As for the letters of Paul, they themselves show those who wish to understand from which place and for which cause they were directed. First of all [he wrote] to the Corinthians forbidding schisms and heresies; then to the Galatians [forbidding] circumcision; to the Romans he wrote at greater length about the order of the scriptures and also insisting that Christ was their primary theme. It is necessary for us to give an argued account of all these, since the blessed apostle Paul himself, following the order of his predecessor John, but not naming him, writes to seven churches in the following order: first to the Corinthians, second to the Ephesians, third to the Philippians, fourth to the Colossians, fifth to the Galatians, sixth to the Thessalonians, seventh to the Romans. But although [the message] is repeated to the Corinthians and Thessalonians by way of reproof, yet one church is recognized as diffused throughout the whole world. For John also, while he writes to seven churches in the Apocalypse, yet speaks to all. Moreover [Paul writes] one [letter] to Philemon, one to Titus and two to Timothy in love and affection; but they have been hallowed for the honor of the catholic church in the regulation of ecclesiastical discipline. 
It is important to notice that the Fragment states that John wrote to the seven churches of the Apocalypse. The external evidence strongly agrees with the internal evidence that the apostle John is the author of the book of Revelation. Now the question before us is when was Revelation written and where was it written?
The Location and Date – Internal Evidence
There is both internal and external evidence that reveals that the apostle John wrote the book of Revelation while he was imprisoned on the Island of Patmos. The place where the apostle John wrote the book of Revelation is actually stated within the book itself. In Revelation 1:9 John states that he was on the Isle of Patmos,
I, John, your brother and fellow partaker in the tribulation and kingdom and perseverance which are in Jesus, was on the island called Patmos because of the word of God and the testimony of Jesus. Rev. 1:9 (NASB)
It is important to note that he says he had been persecuted for the faith – “partaker in the tribulation” and “perseverance, which are in Jesus.” Then he adds “because.” The Greek word translated as “because” is DIA, which means “on account of, for the sake of, for this reason.” That is, he had suffered for the Word of God and the testimony of Jesus. This internal evidence supports the external evidence that the apostle wrote the book of Revelation while he was imprisoned on the Island of Patmos.

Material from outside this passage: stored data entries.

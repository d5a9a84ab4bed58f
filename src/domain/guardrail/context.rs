//! Context string assembly

use crate::domain::retrieval::RetrievedChunk;

/// Prefix of the source attribution line written after every chunk
pub const SOURCE_MARKER: &str = "(Source:";

/// Formats accepted chunks as numbered, source-attributed blocks:
///
/// ```text
/// [1] <content>
/// (Source: <source>)
///
/// [2] <content>
/// (Source: <source>)
/// ```
///
/// Order is kept exactly as given; nothing is deduplicated here.
#[derive(Debug, Clone, Copy, Default)]
pub struct ContextAssembler;

impl ContextAssembler {
    pub fn new() -> Self {
        Self
    }

    pub fn assemble(&self, chunks: &[RetrievedChunk]) -> String {
        chunks
            .iter()
            .enumerate()
            .map(|(i, chunk)| {
                format!(
                    "[{}] {}\n{} {})",
                    i + 1,
                    chunk.content.trim(),
                    SOURCE_MARKER,
                    chunk.source
                )
            })
            .collect::<Vec<_>>()
            .join("\n\n")
    }
}
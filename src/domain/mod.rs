//! Domain layer - Guardrail stages, retrieval and generation abstractions

pub mod embedding;
pub mod error;
pub mod guardrail;
pub mod llm;
pub mod retrieval;

pub use embedding::EmbeddingProvider;
pub use error::DomainError;
pub use guardrail::{
    ContextAssembler, GuardrailConfig, InputValidator, OutputValidator, PipelineResult,
    PipelineStatus, PromptBuilder, Query, RetrievalGuardrail, TemplateMode, ThresholdMode,
};
pub use llm::{
    FinishReason, Generation, Generator, LlmProvider, LlmRequest, LlmRequestBuilder, LlmResponse,
    Message, MessageRole, Usage,
};
pub use retrieval::{IndexMatch, RetrievedChunk, Retriever, RetryConfig, VectorIndex};
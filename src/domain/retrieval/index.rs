//! Vector index service trait

use async_trait::async_trait;

use super::chunk::IndexMatch;
use crate::domain::DomainError;

#[cfg(test)]
use mockall::automock;

/// Nearest-neighbor lookup over an external vector index.
///
/// Implementations only translate between the service and [`IndexMatch`];
/// they must not filter or re-rank.
#[cfg_attr(test, automock)]
#[async_trait]
pub trait VectorIndex: Send + Sync {
    /// Return up to `k` neighbors of `text`
    async fn query(&self, text: &str, k: usize) -> Result<Vec<IndexMatch>, DomainError>;

    /// Get the index backend name
    fn index_name(&self) -> &'static str;
}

The Location and Date – External Evidence
There is also external evidence that confirms the statements of imprisonment for his Christian testimony during the time of Domitian that the apostle made in Rev. 1:9. Persecution of Christians reached a peak during Emperor Domitian’s reign (A.D. 81-96).
Early tradition says that John was banished to Patmos by the Roman authorities. This tradition is credible because banishment was a common punishment used during the Imperial period for a number of offenses. Among such offenses were the practices of magic and astrology. Prophecy was viewed by the Romans as belonging to the same category, whether Pagan, Jewish, or Christian. Prophecy with political implications, like that expressed by John in the book of Revelation, would have been perceived as a threat to Roman political power and order. Three of the islands in the Sporades were places where political offenders were banished.” (Pliny Natural History 4.69-70; Tacitus Annals 4.30)

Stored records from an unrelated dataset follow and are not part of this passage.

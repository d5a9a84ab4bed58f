//! Distance-threshold and chunk-quality filtering

use serde::{Deserialize, Serialize};
use tracing::{debug, info};

use super::config::GuardrailConfig;
use crate::domain::retrieval::RetrievedChunk;

/// Minimum number of characters a chunk must keep once sentence punctuation
/// and whitespace are stripped from both ends
pub const MIN_MEANINGFUL_CHARS: usize = 10;

const EDGE_PUNCTUATION: &str = ".,!?;:";

/// Why a retrieved chunk was not used
#[derive(Debug, Clone, Copy, PartialEq, Eq, Hash, Serialize, Deserialize)]
#[serde(rename_all = "snake_case")]
pub enum ChunkRejection {
    /// Distance greater than the threshold
    AboveThreshold,
    /// Trimmed content shorter than the minimum chunk length
    TooShort,
    /// Mostly punctuation or whitespace
    Degenerate,
}

impl ChunkRejection {
    pub fn as_str(&self) -> &'static str {
        match self {
            Self::AboveThreshold => "above_threshold",
            Self::TooShort => "too_short",
            Self::Degenerate => "degenerate",
        }
    }
}

/// The guardrail's verdict on one chunk
#[derive(Debug, Clone, PartialEq, Serialize, Deserialize)]
pub struct ChunkDecision {
    pub source: String,
    pub distance: f32,
    pub accepted: bool,
    #[serde(skip_serializing_if = "Option::is_none")]
    pub rejection: Option<ChunkRejection>,
}

/// Min/max/mean of the retrieved distances
#[derive(Debug, Clone, Copy, PartialEq, Serialize, Deserialize)]
pub struct ScoreStats {
    pub min: f32,
    pub max: f32,
    pub mean: f32,
}

impl ScoreStats {
    /// Summarize a set of distances; `None` when empty
    pub fn from_distances(distances: &[f32]) -> Option<Self> {
        if distances.is_empty() {
            return None;
        }

        let min = distances.iter().copied().fold(f32::INFINITY, f32::min);
        let max = distances.iter().copied().fold(f32::NEG_INFINITY, f32::max);
        let mean = distances.iter().sum::<f32>() / distances.len() as f32;

        Some(Self { min, max, mean })
    }
}

/// Acceptance and rejection telemetry for one filtering pass
#[derive(Debug, Clone, PartialEq, Serialize, Deserialize)]
pub struct GuardrailTelemetry {
    pub threshold: f32,
    pub min_chunk_length: usize,
    pub total_retrieved: usize,
    pub total_accepted: usize,
    /// 1 - accepted/retrieved, 0 when nothing was retrieved
    pub rejection_rate: f32,
    #[serde(skip_serializing_if = "Option::is_none")]
    pub score_stats: Option<ScoreStats>,
    /// Retrieved distances in rank order
    pub distances: Vec<f32>,
    pub rejected_above_threshold: usize,
    pub rejected_too_short: usize,
    pub rejected_degenerate: usize,
    /// Per-chunk decisions in rank order
    pub decisions: Vec<ChunkDecision>,
}

impl GuardrailTelemetry {
    /// Percentage of retrieved chunks that were accepted
    pub fn acceptance_percentage(&self) -> f32 {
        if self.total_retrieved == 0 {
            0.0
        } else {
            (self.total_accepted as f32 / self.total_retrieved as f32) * 100.0
        }
    }
}

/// Result of filtering: accepted chunks (rank order preserved) and telemetry
#[derive(Debug, Clone, Serialize, Deserialize)]
pub struct GuardrailOutcome {
    pub accepted: Vec<RetrievedChunk>,
    pub telemetry: GuardrailTelemetry,
    pub min_chunks_required: usize,
}

impl GuardrailOutcome {
    /// Whether enough chunks survived to build a context
    pub fn is_sufficient(&self) -> bool {
        self.accepted.len() >= self.min_chunks_required
    }

    /// Source identifiers of the accepted chunks, in rank order
    pub fn sources(&self) -> Vec<String> {
        self.accepted.iter().map(|c| c.source.clone()).collect()
    }
}

/// Filters retrieved neighbors by distance threshold and content quality.
///
/// Lower thresholds reject more chunks (precision); higher thresholds let
/// more through (recall) at the cost of noisier context.
#[derive(Debug, Clone)]
pub struct RetrievalGuardrail {
    threshold: f32,
    min_chunk_length: usize,
    min_chunks_required: usize,
}

impl RetrievalGuardrail {
    pub fn new(config: &GuardrailConfig) -> Self {
        Self {
            threshold: config.threshold(),
            min_chunk_length: config.min_chunk_length,
            min_chunks_required: config.min_chunks_required,
        }
    }

    pub fn threshold(&self) -> f32 {
        self.threshold
    }

    /// Filter with the configured threshold and minimum chunk length
    pub fn evaluate(&self, chunks: Vec<RetrievedChunk>) -> GuardrailOutcome {
        let (accepted, telemetry) = Self::filter(chunks, self.threshold, self.min_chunk_length);

        let outcome = GuardrailOutcome {
            accepted,
            telemetry,
            min_chunks_required: self.min_chunks_required,
        };

        if !outcome.is_sufficient() {
            info!(
                accepted = outcome.accepted.len(),
                required = self.min_chunks_required,
                "Insufficient context after filtering"
            );
        }

        outcome
    }

    /// Accept chunks with `distance <= threshold` whose content passes the
    /// quality check. Order is preserved.
    pub fn filter(
        chunks: Vec<RetrievedChunk>,
        threshold: f32,
        min_len: usize,
    ) -> (Vec<RetrievedChunk>, GuardrailTelemetry) {
        let total_retrieved = chunks.len();
        let distances: Vec<f32> = chunks.iter().map(|c| c.distance).collect();
        let mut accepted = Vec::new();
        let mut decisions = Vec::with_capacity(total_retrieved);
        let (mut above, mut short, mut degenerate) = (0, 0, 0);

        for chunk in chunks {
            let rejection = if chunk.distance <= threshold {
                check_quality(&chunk.content, min_len).err()
            } else {
                Some(ChunkRejection::AboveThreshold)
            };

            match rejection {
                None => {
                    info!(
                        decision = "accepted",
                        distance = chunk.distance,
                        threshold,
                        source = %chunk.source,
                        "Chunk decision"
                    );
                }
                Some(cause) => {
                    match cause {
                        ChunkRejection::AboveThreshold => above += 1,
                        ChunkRejection::TooShort => short += 1,
                        ChunkRejection::Degenerate => degenerate += 1,
                    }
                    info!(
                        decision = "rejected",
                        cause = cause.as_str(),
                        distance = chunk.distance,
                        threshold,
                        source = %chunk.source,
                        "Chunk decision"
                    );
                }
            }

            decisions.push(ChunkDecision {
                source: chunk.source.clone(),
                distance: chunk.distance,
                accepted: rejection.is_none(),
                rejection,
            });

            if rejection.is_none() {
                accepted.push(chunk.into_accepted());
            }
        }

        let total_accepted = accepted.len();
        let rejection_rate = if total_retrieved == 0 {
            0.0
        } else {
            (total_retrieved - total_accepted) as f32 / total_retrieved as f32
        };

        let telemetry = GuardrailTelemetry {
            threshold,
            min_chunk_length: min_len,
            total_retrieved,
            total_accepted,
            rejection_rate,
            score_stats: ScoreStats::from_distances(&distances),
            distances,
            rejected_above_threshold: above,
            rejected_too_short: short,
            rejected_degenerate: degenerate,
            decisions,
        };

        info!(
            threshold,
            retrieved = total_retrieved,
            accepted = total_accepted,
            rejection_rate,
            "Retrieval guardrail applied"
        );
        debug!(score_stats = ?telemetry.score_stats, "Distance distribution");

        (accepted, telemetry)
    }
}

/// Reject chunks that are too short or carry no meaningful text
fn check_quality(content: &str, min_len: usize) -> Result<(), ChunkRejection> {
    let trimmed = content.trim();

    if trimmed.chars().count() < min_len {
        return Err(ChunkRejection::TooShort);
    }

    let meaningful = trimmed
        .trim_matches(|c: char| c.is_whitespace() || EDGE_PUNCTUATION.contains(c))
        .chars()
        .count();

    if meaningful < MIN_MEANINGFUL_CHARS {
        return Err(ChunkRejection::Degenerate);
    }

    Ok(())
}
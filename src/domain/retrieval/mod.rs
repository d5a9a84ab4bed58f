//! Retrieval domain - vector index access

mod chunk;
mod index;
mod retriever;
mod retry;

pub use chunk::{IndexMatch, RetrievedChunk};
pub use index::VectorIndex;
pub use retriever::Retriever;
pub use retry::RetryConfig;

#[cfg(test)]
pub use index::MockVectorIndex;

Patmos had a long history of being a Roman prison. Even in A.D. 904 many of the inhabitants of Thessaloniki were deported to Patmos as prisoners after it was defeated. Knowing that the Romans used the Island of Patmos as a prison strongly suggests that is why John was there. Clement of Alexandria (A.D. 150 – 215) confirms that John had been on the Island of Patmos.

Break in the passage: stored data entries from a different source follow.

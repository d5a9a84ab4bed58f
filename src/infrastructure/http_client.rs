//! JSON-over-HTTP client shared by the model and vector index adapters

use std::time::Duration;

use async_trait::async_trait;
use serde_json::Value;

use crate::domain::DomainError;

/// Trait for HTTP client operations (for mocking)
#[async_trait]
pub trait HttpClientTrait: Send + Sync + std::fmt::Debug {
    async fn get_json(&self, url: &str, headers: Vec<(&str, &str)>)
        -> Result<Value, DomainError>;

    async fn post_json(
        &self,
        url: &str,
        headers: Vec<(&str, &str)>,
        body: &Value,
    ) -> Result<Value, DomainError>;
}

/// Real HTTP client using reqwest
#[derive(Debug, Clone)]
pub struct HttpClient {
    client: reqwest::Client,
}

impl HttpClient {
    pub fn new() -> Self {
        Self {
            client: reqwest::Client::new(),
        }
    }

    /// Client whose every request is bounded by `timeout`
    pub fn with_timeout(timeout: Duration) -> Result<Self, DomainError> {
        let client = reqwest::Client::builder()
            .timeout(timeout)
            .build()
            .map_err(|e| DomainError::configuration(format!("Failed to build HTTP client: {}", e)))?;

        Ok(Self { client })
    }

    async fn send(&self, request: reqwest::RequestBuilder) -> Result<Value, DomainError> {
        let response = request.send().await.map_err(|e| {
            if e.is_timeout() {
                DomainError::provider("http", format!("Request timed out: {}", e))
            } else {
                DomainError::provider("http", format!("Request failed: {}", e))
            }
        })?;

        let status = response.status();
        if !status.is_success() {
            let error_body = response.text().await.unwrap_or_default();
            return Err(DomainError::provider(
                "http",
                format!("HTTP {}: {}", status, error_body),
            ));
        }

        response
            .json()
            .await
            .map_err(|e| DomainError::provider("http", format!("Failed to parse response: {}", e)))
    }
}

impl Default for HttpClient {
    fn default() -> Self {
        Self::new()
    }
}

#[async_trait]
impl HttpClientTrait for HttpClient {
    async fn get_json(
        &self,
        url: &str,
        headers: Vec<(&str, &str)>,
    ) -> Result<Value, DomainError> {
        let mut request = self.client.get(url);
        for (key, value) in headers {
            request = request.header(key, value);
        }
        self.send(request).await
    }

    async fn post_json(
        &self,
        url: &str,
        headers: Vec<(&str, &str)>,
        body: &Value,
    ) -> Result<Value, DomainError> {
        let mut request = self.client.post(url);
        for (key, value) in headers {
            request = request.header(key, value);
        }
        self.send(request.json(body)).await
    }
}

#[cfg(test)]
pub mod mock {
    use super::*;
    use std::collections::HashMap;
    use std::sync::RwLock;

    /// Canned responses keyed by URL, shared by GET and POST
    #[derive(Debug, Default)]
    pub struct MockHttpClient {
        responses: RwLock<HashMap<String, Value>>,
        errors: RwLock<HashMap<String, String>>,
        bodies: RwLock<Vec<(String, Value)>>,
    }

    impl MockHttpClient {
        pub fn new() -> Self {
            Self::default()
        }

        pub fn with_response(self, url: impl Into<String>, response: Value) -> Self {
            self.responses.write().unwrap().insert(url.into(), response);
            self
        }

        pub fn with_error(self, url: impl Into<String>, error: impl Into<String>) -> Self {
            self.errors.write().unwrap().insert(url.into(), error.into());
            self
        }

        /// Bodies of every POST received, in order
        pub fn posted_bodies(&self) -> Vec<(String, Value)> {
            self.bodies.read().unwrap().clone()
        }

        fn lookup(&self, url: &str) -> Result<Value, DomainError> {
            if let Some(error) = self.errors.read().unwrap().get(url) {
                return Err(DomainError::provider("mock", error));
            }

            self.responses
                .read()
                .unwrap()
                .get(url)
                .cloned()
                .ok_or_else(|| DomainError::provider("mock", format!("No mock response for {}", url)))
        }
    }

    #[async_trait]
    impl HttpClientTrait for MockHttpClient {
        async fn get_json(
            &self,
            url: &str,
            _headers: Vec<(&str, &str)>,
        ) -> Result<Value, DomainError> {
            self.lookup(url)
        }

        async fn post_json(
            &self,
            url: &str,
            _headers: Vec<(&str, &str)>,
            body: &Value,
        ) -> Result<Value, DomainError> {
            self.bodies
                .write()
                .unwrap()
                .push((url.to_string(), body.clone()));
            self.lookup(url)
        }
    }
}

#[cfg(test)]
mod tests {
    use super::*;
    use wiremock::matchers::{body_json, header, method, path};
    use wiremock::{Mock, MockServer, ResponseTemplate};

    #[tokio::test]
    async fn test_post_json_sends_body_and_headers() {
        let server = MockServer::start().await;
        Mock::given(method("POST"))
            .and(path("/echo"))
            .and(header("Authorization", "Bearer key"))
            .and(body_json(serde_json::json!({"q": "cache"})))
            .respond_with(ResponseTemplate::new(200).set_body_json(serde_json::json!({"ok": true})))
            .expect(1)
            .mount(&server)
            .await;

        let client = HttpClient::new();
        let value = client
            .post_json(
                &format!("{}/echo", server.uri()),
                vec![("Authorization", "Bearer key")],
                &serde_json::json!({"q": "cache"}),
            )
            .await
            .unwrap();

        assert_eq!(value["ok"], true);
    }

    #[tokio::test]
    async fn test_get_json() {
        let server = MockServer::start().await;
        Mock::given(method("GET"))
            .and(path("/item"))
            .respond_with(ResponseTemplate::new(200).set_body_json(serde_json::json!({"id": "c1"})))
            .mount(&server)
            .await;

        let value = HttpClient::new()
            .get_json(&format!("{}/item", server.uri()), vec![])
            .await
            .unwrap();

        assert_eq!(value["id"], "c1");
    }

    #[tokio::test]
    async fn test_error_status_is_provider_error() {
        let server = MockServer::start().await;
        Mock::given(method("GET"))
            .respond_with(ResponseTemplate::new(503).set_body_string("unavailable"))
            .mount(&server)
            .await;

        let err = HttpClient::new()
            .get_json(&server.uri(), vec![])
            .await
            .unwrap_err();

        let message = err.to_string();
        assert!(message.contains("503"));
        assert!(message.contains("unavailable"));
    }

    #[tokio::test]
    async fn test_client_timeout() {
        let server = MockServer::start().await;
        Mock::given(method("GET"))
            .respond_with(
                ResponseTemplate::new(200)
                    .set_body_json(serde_json::json!({}))
                    .set_delay(Duration::from_millis(500)),
            )
            .mount(&server)
            .await;

        let client = HttpClient::with_timeout(Duration::from_millis(50)).unwrap();
        let err = client.get_json(&server.uri(), vec![]).await.unwrap_err();

        assert!(err.to_string().contains("timed out"));
    }
}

And that you may be still more confident, that repenting this truly there remains for you a sure hope of salvation, listen to a tale, which is not a tale but a narrative, handed down and committed to the custody of memory, about the Apostle John. For when, on the tyrant’s death, he returned to Ephesus from the Isle of Patmos . . .
Eusebius agrees with Clement of Alexandria and also states that John returned from the Island of Patmos after Domitian died. Irenaeus adds that John lived in Ephesus after leaving the Island of Patmos. He remained there until Trajan began his rule. This confirms the internal evidence of the book of Revelation regarding the place where John wrote Revelation. Since Domitian began his reign as Caesar in 24 October 51 and died in 18 September 96, that indicates Revelation was written around A.D. 95-96.
The John MacArthur Bible Handbook states the following about the date of Revelation.
Revelation was written in the last decade of the first century (ca. A.D. 94-96), near the end of Emperor Domitian’s reign (A.D. 81-96). Although some date it during Nero’s reign (A.D. 54-68), their arguments are unconvincing and conflict with the view of the early church. Writing in the second century, Irenaeus declared that Revelation had been written toward the end of Domitian’s reign. Later writers, such as Clement of Alexandria, Origen, Victorinus (who wrote one of the earliest commentaries on Revelation), Eusebius and Jerome affirm the Domitian date.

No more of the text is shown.